§ Work request: A verbatim copy of all entries is the expected output.

Dataset items:
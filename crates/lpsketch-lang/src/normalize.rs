//! Rewrites free-form algebra into the strict form the parser accepts.

/// Normalize user text: `4x + y^2` becomes `4*x+y**2`.
///
/// - a `*` is inserted wherever a digit is immediately followed by an ASCII
///   letter (only the literal digit-letter boundary, so `x2y` becomes `x2*y`)
/// - all whitespace is removed
/// - `^` is rewritten to `**`
pub fn normalize(input: &str) -> String {
    let mut out = String::with_capacity(input.len() + 8);
    let mut prev: Option<char> = None;

    for c in input.chars() {
        if c.is_ascii_alphabetic() && prev.is_some_and(|p| p.is_ascii_digit()) {
            out.push('*');
        }
        prev = Some(c);

        match c {
            c if c.is_whitespace() => {}
            '^' => out.push_str("**"),
            c => out.push(c),
        }
    }

    out
}
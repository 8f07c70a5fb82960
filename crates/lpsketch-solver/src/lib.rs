mod problem;
mod simplex;
mod solution;

pub use problem::{
    Bounds, Constraint, ConstraintOp, LpProblem, Objective, ProblemError, Sense, VarCategory,
    Variable,
};
pub use simplex::Solver;
pub use solution::{Analysis, ConstraintSlack, ConstraintViolation, Solution, SolutionStatus};
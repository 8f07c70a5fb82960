mod assignment;
mod backend;
mod error;
mod linear_model;
mod region;
mod render;
mod session;

#[cfg(feature = "wasm")]
pub mod wasm;

pub use assignment::{AssignmentConfig, AssignmentModel, CostMatrix, DEFAULT_COST};
pub use backend::LpSolver;
pub use error::{AssignmentError, ModelError};
pub use linear_model::{
    AUTO_NAME_PREFIX, LinearModel, ModelConstraint, ModelSolution, VariableDefaults, is_auto_name,
};
pub use region::{BoundaryCurve, BoundaryLine, FeasibleRegion, HalfPlane, PlotConfig};
pub use render::render_svg;
pub use session::Session;
pub mod ast;
pub mod lexer;
pub mod linear;
pub mod normalize;
pub mod parser;

pub use ast::*;
pub use lexer::{Lexer, Span, Token, TokenKind};
pub use linear::{
    LinearError, LinearForm, Polynomial, extract_coefficients, extract_variables,
    first_seen_variables,
};
pub use normalize::normalize;
pub use parser::{ParseError, Parser, parse_expression, parse_relation};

§ Reply to the task:
filename crates/lpsketch-lang/src/normalize.rs
//! Rewrites free-form algebra into the strict form the parser accepts.

/// Normalize user text: `4x + y^2` becomes `4*x+y**2`.
///
/// - a `*` is inserted wherever a digit is immediately followed by an ASCII
///   letter (only the literal digit-letter boundary, so `x2y` becomes `x2*y`)
/// - all whitespace is removed
/// - `^` is rewritten to `**`
pub fn normalize(input: &str) -> String {
    let mut out = String::with_capacity(input.len() + 8);
    let mut prev: Option<char> = None;

    for c in input.chars() {
        if c.is_ascii_alphabetic() && prev.is_some_and(|p| p.is_ascii_digit()) {
            out.push('*');
        }
        prev = Some(c);

        match c {
            c if c.is_whitespace() => {}
            '^' => out.push_str("**"),
            c => out.push(c),
        }
    }

    out
}
repository 8f07c70a5fb82960
filename crates/lpsketch-solver/src/lib.rs
mod problem;
mod simplex;
mod solution;

pub use problem::{
    Bounds, Constraint, ConstraintOp, LpProblem, Objective, ProblemError, Sense, VarCategory,
    Variable,
};
pub use simplex::Solver;
pub use solution::{Analysis, ConstraintSlack, ConstraintViolation, Solution, SolutionStatus};
repository 8f07c70a5fb82960
mod assignment;
mod backend;
mod error;
mod linear_model;
mod region;
mod render;
mod session;

#[cfg(feature = "wasm")]
pub mod wasm;

pub use assignment::{AssignmentConfig, AssignmentModel, CostMatrix, DEFAULT_COST};
pub use backend::LpSolver;
pub use error::{AssignmentError, ModelError};
pub use linear_model::{
    AUTO_NAME_PREFIX, LinearModel, ModelConstraint, ModelSolution, VariableDefaults, is_auto_name,
};
pub use region::{BoundaryCurve, BoundaryLine, FeasibleRegion, HalfPlane, PlotConfig};
pub use render::render_svg;
pub use session::Session;
pub mod ast;
pub mod lexer;
pub mod linear;
pub mod normalize;
pub mod parser;

pub use ast::*;
pub use lexer::{Lexer, Span, Token, TokenKind};
pub use linear::{
    LinearError, LinearForm, Polynomial, extract_coefficients, extract_variables,
    first_seen_variables,
};
pub use normalize::normalize;
pub use parser::{ParseError, Parser, parse_expression, parse_relation};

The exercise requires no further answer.